Study material -

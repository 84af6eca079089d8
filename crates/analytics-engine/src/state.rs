//! Shared engine state and the serialized tick pipeline.
//!
//! All aggregates live behind one `Arc`'d inner; a tokio `Mutex` serializes
//! tick processing so queries only ever observe pre- or post-tick state.
//! Calibration saves are serialized by the profile's write lock; a tick in
//! flight keeps using the profile it captured at its start.

use crate::broadcaster::Broadcaster;
use crate::calibration::{fit_homography, CalibrationError, CalibrationProfile};
use crate::config::EngineConfig;
use crate::heatmap::HeatmapGrid;
use crate::peak_hour;
use crate::projection;
use crate::risk::{self, AlertState};
use crate::store::LogStore;
use crate::trend::TrendSeries;
use anyhow::Result;
use chrono::{Duration, Utc};
use common::analytics::{
    AnomalyAlert, LiveSnapshot, LogEntry, PeakHourReport, RiskLevel, TrendPoint,
};
use common::calibration::CalibrationRequest;
use common::detection::{AudioStatus, DetectionFrame, NormPoint};
use std::sync::Arc;
use thiserror::Error;
use tokio::sync::{Mutex, RwLock};
use tracing::{debug, info, warn};
use uuid::Uuid;

/// Synchronously rejected query parameters.
#[derive(Debug, Clone, PartialEq, Eq, Error)]
pub enum QueryError {
    #[error("window_size must be a positive integer")]
    NonPositiveWindow,
}

#[derive(Clone)]
pub struct EngineState {
    inner: Arc<EngineStateInner>,
}

struct EngineStateInner {
    config: EngineConfig,
    calibration: RwLock<Option<CalibrationProfile>>,
    audio: RwLock<AudioStatus>,
    trend: RwLock<TrendSeries>,
    alerts: RwLock<AlertState>,
    snapshot: RwLock<Option<LiveSnapshot>>,
    tick_guard: Mutex<()>,
    store: Arc<dyn LogStore>,
    broadcaster: Broadcaster,
}

impl EngineState {
    pub fn new(config: EngineConfig, store: Arc<dyn LogStore>) -> Self {
        Self {
            inner: Arc::new(EngineStateInner {
                calibration: RwLock::new(None),
                audio: RwLock::new(AudioStatus::Normal),
                trend: RwLock::new(TrendSeries::new(config.trend_retention)),
                alerts: RwLock::new(AlertState::default()),
                snapshot: RwLock::new(None),
                tick_guard: Mutex::new(()),
                store,
                broadcaster: Broadcaster::new(config.subscriber_buffer),
                config,
            }),
        }
    }

    pub fn config(&self) -> &EngineConfig {
        &self.inner.config
    }

    pub fn broadcaster(&self) -> &Broadcaster {
        &self.inner.broadcaster
    }

    /// Fit and atomically activate a new calibration profile. On any
    /// validation failure the previously active profile stays in place.
    pub async fn save_calibration(
        &self,
        request: &CalibrationRequest,
    ) -> Result<CalibrationProfile, CalibrationError> {
        let matrix = match fit_homography(&request.camera_points, &request.map_points) {
            Ok(matrix) => matrix,
            Err(error) => {
                telemetry::metrics::CALIBRATION_UPDATES
                    .with_label_values(&["rejected"])
                    .inc();
                warn!(%error, "rejected calibration submission");
                return Err(error);
            }
        };

        let mut active = self.inner.calibration.write().await;
        let version = active.as_ref().map_or(1, |p| p.version() + 1);
        let profile = CalibrationProfile::new(matrix, version);
        *active = Some(profile.clone());

        telemetry::metrics::CALIBRATION_UPDATES
            .with_label_values(&["applied"])
            .inc();
        info!(version, "calibration profile replaced");
        Ok(profile)
    }

    pub async fn calibration(&self) -> Option<CalibrationProfile> {
        self.inner.calibration.read().await.clone()
    }

    /// Update the audio status from the independent audio producer.
    pub async fn update_audio(&self, status: AudioStatus) {
        debug!(%status, "audio status updated");
        *self.inner.audio.write().await = status;
    }

    /// Run one aggregation tick. Never fails: malformed points are dropped,
    /// a missing calibration degrades spatial aggregation to an empty grid,
    /// and a store failure is logged without aborting the tick.
    pub async fn process_frame(&self, frame: DetectionFrame) -> LiveSnapshot {
        let _tick = self.inner.tick_guard.lock().await;
        let started = std::time::Instant::now();

        // The profile captured here is used for the whole tick; a save that
        // lands mid-tick takes effect from the next frame.
        let profile = self.inner.calibration.read().await.clone();

        if let Some(status) = frame.audio_status {
            *self.inner.audio.write().await = status;
        }
        let audio = self.inner.audio.read().await.clone();

        let mut valid = Vec::with_capacity(frame.points.len());
        for point in &frame.points {
            if point.is_normalized() {
                valid.push(*point);
            } else {
                telemetry::metrics::DETECTION_POINTS_DISCARDED.inc();
                warn!(x = point.x, y = point.y, "dropping malformed detection point");
            }
        }

        let projected: Vec<NormPoint> = match &profile {
            Some(profile) => valid
                .iter()
                .filter_map(|point| projection::apply(profile.matrix(), *point))
                .collect(),
            None => {
                if !valid.is_empty() {
                    debug!("no active calibration; heatmap degraded to empty grid");
                }
                Vec::new()
            }
        };
        let heatmap = HeatmapGrid::from_points(&projected, self.inner.config.grid_size);

        let count = valid.len() as u32;
        let level = risk::classify(self.inner.config.thresholds, count, &audio);

        self.inner.trend.write().await.record(frame.timestamp, count);

        let now = Utc::now();
        let ttl = Duration::seconds(self.inner.config.alert_ttl_secs as i64);
        if self.inner.alerts.write().await.observe(level, count, now, ttl) {
            telemetry::metrics::ALERTS_FIRED
                .with_label_values(&[&level.to_string()])
                .inc();
            info!(%level, count, "anomaly alert raised");
        }

        let entry = LogEntry {
            id: Uuid::new_v4(),
            timestamp: frame.timestamp,
            person_count: count,
            risk_score: level,
            audio_status: audio.clone(),
        };
        if let Err(error) = self.inner.store.append(entry).await {
            warn!(%error, "failed to persist crowd log entry");
        }

        let snapshot = LiveSnapshot {
            timestamp: frame.timestamp,
            people_count: count,
            risk_level: level,
            audio_status: audio,
            coordinates: valid,
            heatmap: heatmap.into_cells(),
            calibration_version: profile.as_ref().map(|p| p.version()),
        };

        *self.inner.snapshot.write().await = Some(snapshot.clone());
        self.inner.broadcaster.publish(&snapshot).await;

        telemetry::metrics::ENGINE_TICKS.with_label_values(&["ok"]).inc();
        telemetry::metrics::ENGINE_TICK_DURATION.observe(started.elapsed().as_secs_f64());

        snapshot
    }

    /// Latest published snapshot, or the empty pre-first-tick state.
    pub async fn snapshot(&self) -> LiveSnapshot {
        self.inner
            .snapshot
            .read()
            .await
            .clone()
            .unwrap_or_else(|| LiveSnapshot::empty(self.inner.config.grid_size, Utc::now()))
    }

    pub async fn trend_series(&self, window: usize) -> Result<Vec<TrendPoint>, QueryError> {
        if window == 0 {
            return Err(QueryError::NonPositiveWindow);
        }
        Ok(self.inner.trend.read().await.series(window))
    }

    pub async fn peak_hours(&self) -> Result<PeakHourReport> {
        let history = self.inner.store.history().await?;
        Ok(peak_hour::aggregate(&history))
    }

    pub async fn recent_logs(&self, limit: usize) -> Result<Vec<LogEntry>> {
        self.inner.store.recent(limit).await
    }

    pub async fn active_alert(&self) -> Option<AnomalyAlert> {
        self.inner.alerts.write().await.active(Utc::now())
    }

    /// Whether the current risk level warrants operator attention.
    pub async fn current_risk(&self) -> RiskLevel {
        self.inner
            .snapshot
            .read()
            .await
            .as_ref()
            .map_or(RiskLevel::Low, |s| s.risk_level)
    }
}

#[cfg(test)]
mod tests {
    use super::*;
    use crate::store::MemoryLogStore;
    use common::detection::NormPoint;

    fn test_state() -> EngineState {
        EngineState::new(EngineConfig::default(), Arc::new(MemoryLogStore::new(1000)))
    }

    fn unit_square() -> Vec<NormPoint> {
        vec![
            NormPoint::new(0.0, 0.0),
            NormPoint::new(1.0, 0.0),
            NormPoint::new(1.0, 1.0),
            NormPoint::new(0.0, 1.0),
        ]
    }

    fn frame(points: Vec<NormPoint>) -> DetectionFrame {
        DetectionFrame {
            timestamp: Utc::now(),
            points,
            audio_status: None,
        }
    }

    #[tokio::test]
    async fn test_tick_without_calibration_degrades_to_empty_grid() {
        let state = test_state();
        let snapshot = state
            .process_frame(frame(vec![NormPoint::new(0.5, 0.5), NormPoint::new(0.2, 0.2)]))
            .await;

        assert_eq!(snapshot.people_count, 2);
        assert!(snapshot.calibration_version.is_none());
        let total: u32 = snapshot.heatmap.iter().flatten().sum();
        assert_eq!(total, 0);
    }

    #[tokio::test]
    async fn test_tick_with_identity_calibration_bins_points() {
        let state = test_state();
        state
            .save_calibration(&CalibrationRequest {
                camera_points: unit_square(),
                map_points: unit_square(),
            })
            .await
            .unwrap();

        let snapshot = state
            .process_frame(frame(vec![NormPoint::new(0.05, 0.05), NormPoint::new(0.95, 0.95)]))
            .await;

        assert_eq!(snapshot.calibration_version, Some(1));
        assert_eq!(snapshot.heatmap[0][0], 1);
        assert_eq!(snapshot.heatmap[9][9], 1);
    }

    #[tokio::test]
    async fn test_malformed_points_dropped_not_fatal() {
        let state = test_state();
        let snapshot = state
            .process_frame(frame(vec![
                NormPoint::new(0.5, 0.5),
                NormPoint::new(1.5, -0.2),
            ]))
            .await;
        assert_eq!(snapshot.people_count, 1);
        assert_eq!(snapshot.coordinates.len(), 1);
    }

    #[tokio::test]
    async fn test_failed_calibration_preserves_previous_profile() {
        let state = test_state();
        state
            .save_calibration(&CalibrationRequest {
                camera_points: unit_square(),
                map_points: unit_square(),
            })
            .await
            .unwrap();

        // Collinear camera points must be rejected.
        let err = state
            .save_calibration(&CalibrationRequest {
                camera_points: vec![
                    NormPoint::new(0.1, 0.1),
                    NormPoint::new(0.5, 0.5),
                    NormPoint::new(0.9, 0.9),
                    NormPoint::new(0.2, 0.8),
                ],
                map_points: unit_square(),
            })
            .await
            .unwrap_err();
        assert!(matches!(err, CalibrationError::CollinearPoints { .. }));

        let profile = state.calibration().await.unwrap();
        assert_eq!(profile.version(), 1);
    }

    #[tokio::test]
    async fn test_calibration_replacement_bumps_version() {
        let state = test_state();
        let request = CalibrationRequest {
            camera_points: unit_square(),
            map_points: unit_square(),
        };
        let first = state.save_calibration(&request).await.unwrap();
        let second = state.save_calibration(&request).await.unwrap();
        assert_eq!(first.version(), 1);
        assert_eq!(second.version(), 2);
    }

    #[tokio::test]
    async fn test_audio_label_escalates_risk() {
        let state = test_state();
        state.update_audio(AudioStatus::Panic).await;
        let snapshot = state.process_frame(frame(vec![NormPoint::new(0.5, 0.5)])).await;
        assert_eq!(snapshot.risk_level, RiskLevel::Warn);
        assert!(state.active_alert().await.is_some());
    }

    #[tokio::test]
    async fn test_frame_carried_audio_label_applies_to_tick() {
        let state = test_state();
        let mut f = frame(vec![NormPoint::new(0.5, 0.5)]);
        f.audio_status = Some(AudioStatus::Panic);
        let snapshot = state.process_frame(f).await;
        assert_eq!(snapshot.audio_status, AudioStatus::Panic);
        assert_eq!(snapshot.risk_level, RiskLevel::Warn);
    }

    #[tokio::test]
    async fn test_ticks_populate_trend_and_logs() {
        let state = test_state();
        for count in [3usize, 5, 7] {
            let points = (0..count)
                .map(|i| NormPoint::new(0.1 + i as f64 * 0.05, 0.5))
                .collect();
            state.process_frame(frame(points)).await;
        }

        let trend = state.trend_series(1).await.unwrap();
        assert_eq!(trend.len(), 3);
        assert_eq!(trend[2].count, 7);

        let logs = state.recent_logs(10).await.unwrap();
        assert_eq!(logs.len(), 3);
        assert_eq!(logs[0].person_count, 7);

        let report = state.peak_hours().await.unwrap();
        assert_eq!(report.hourly.iter().map(|b| b.count).sum::<u64>(), 15);
    }

    #[tokio::test]
    async fn test_zero_window_rejected() {
        let state = test_state();
        assert_eq!(
            state.trend_series(0).await.unwrap_err(),
            QueryError::NonPositiveWindow
        );
    }

    #[tokio::test]
    async fn test_snapshot_before_first_tick_is_empty() {
        let state = test_state();
        let snapshot = state.snapshot().await;
        assert_eq!(snapshot.people_count, 0);
        assert_eq!(state.current_risk().await, RiskLevel::Low);
    }
}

Problem to solve -
Return every line above in which the string "AudioStatus" occurs.

Completed exercise -
use common::detection::{AudioStatus, DetectionFrame, NormPoint};
    audio: RwLock<AudioStatus>,
                audio: RwLock::new(AudioStatus::Normal),
    pub async fn update_audio(&self, status: AudioStatus) {
        state.update_audio(AudioStatus::Panic).await;
        f.audio_status = Some(AudioStatus::Panic);
        assert_eq!(snapshot.audio_status, AudioStatus::Panic);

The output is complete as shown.